Maschinenraum

Daniel Heitmann

Learning by doing war schon immer meine Herangehensweise, wenn es um Computer ging. Meinen ersten Kontakt hatte ich mit Windows 3.1 auf einem 386er, den sich damals mein Vater eigentlich mit der Absicht zugelegt hatte, sich näher mit DTP-Anwendungen zu beschäftigen. Stattdessen hat der älteste Sohn – das war ich – den Rechner einfach permanent in Beschlag genommen, um ihn kaputt zu konfigurieren, neu aufzusetzen und mit QBasic zu spielen. Der erste vom eigenen Ersparten gekaufte Rechner diente hingegen eher Unreal und seinen Nachfolgern, bis ich das Interesse am Computer irgendwann beinahe gänzlich verlor.
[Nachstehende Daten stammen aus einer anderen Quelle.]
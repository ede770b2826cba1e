use crate::domain::order::Order;
use crate::domain::ports::NotificationService;
use crate::error::NotificationError;
use async_trait::async_trait;

/// Receipt dispatch that just logs. Stands in for the real email sender;
/// the orchestration contract only cares that dispatch is best-effort.
pub struct LogNotificationService;

#[async_trait]
impl NotificationService for LogNotificationService {
    async fn send_receipt(&self, order: &Order) -> Result<(), NotificationError> {
        let recipients: Vec<&str> = order
            .participants
            .iter()
            .map(|p| p.email.as_str())
            .collect();
        tracing::info!(
            order_id = %order.id,
            ?recipients,
            amount = %order.amount_due(),
            "receipt dispatched"
        );
        Ok(())
    }
}
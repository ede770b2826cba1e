//! The three payment processor variants. Interchangeable behind
//! [`PaymentProcessor`](crate::domain::ports::PaymentProcessor): card
//! captures synchronously against a gateway, wallet waits on an external
//! approval, manual accepts the registration on trust.

pub mod card;
pub mod manual;
pub mod wallet;

pub use card::{CardGateway, CardProcessor, SandboxCardGateway};
pub use manual::ManualProcessor;
pub use wallet::WalletProcessor;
So richtig entflammt ist mein Nerd-Dasein erst wieder, als ich eines späten nachts mein Zimmer in der elterlichen Wohnung betrat, mich über die Bluescreen-farbene Beleuchtung wunderte und ziemlich entnervt erst einmal meinen Windows-Rechner kurieren musste, obwohl ich vor dem Schlafengehen eigentlich meiner Seriensucht nachgehen wollte. Noch in der selben Nacht habe ich meine Daten gesichert, Windows entsorgt und mir die erste Linux-Distribution geschnappt, die mir in den Sinn kam: Ubuntu. Ob Warty Warthog oder Edgy Eft – ich weiß es nicht mehr. Nach einem, etwa zu Debian Sarge-Zeiten, fehlgeschlagenen Versuch, mich mit Linux anzufreunden, war Ubuntu wie für mich geschaffen. Nächtelang habe ich mich durch Wikis und Foren gewühlt, im IRC Fragen gestellt und irgendwann anderen Anfängern mein bereits vorhandenes Wissen zu vermitteln versucht, bis ich feststellte, dass Ubuntu lediglich meine Einstiegsdroge war. Plötzlich ergaben die Befehle auf der Konsole nämlich einen Sinn und mein Rechner tanzte nach meiner Pfeife – nicht umgekehrt.

Spätestens jetzt war mir klar, dass ich an Windows gar kein Interesse mehr hatte.

Um zu wissen, was mein System so macht, stellte ich mich aus Interesse der Linux from Scratch-Hürde und landete schlussendlich bei Arch Linux als favorisierter Distribution, die ich auch heute noch sehr schätze. Und das, obwohl ich inzwischen nur noch mit Mac OS X arbeite, wenn ich denn einen grafischen Desktop vor mir habe.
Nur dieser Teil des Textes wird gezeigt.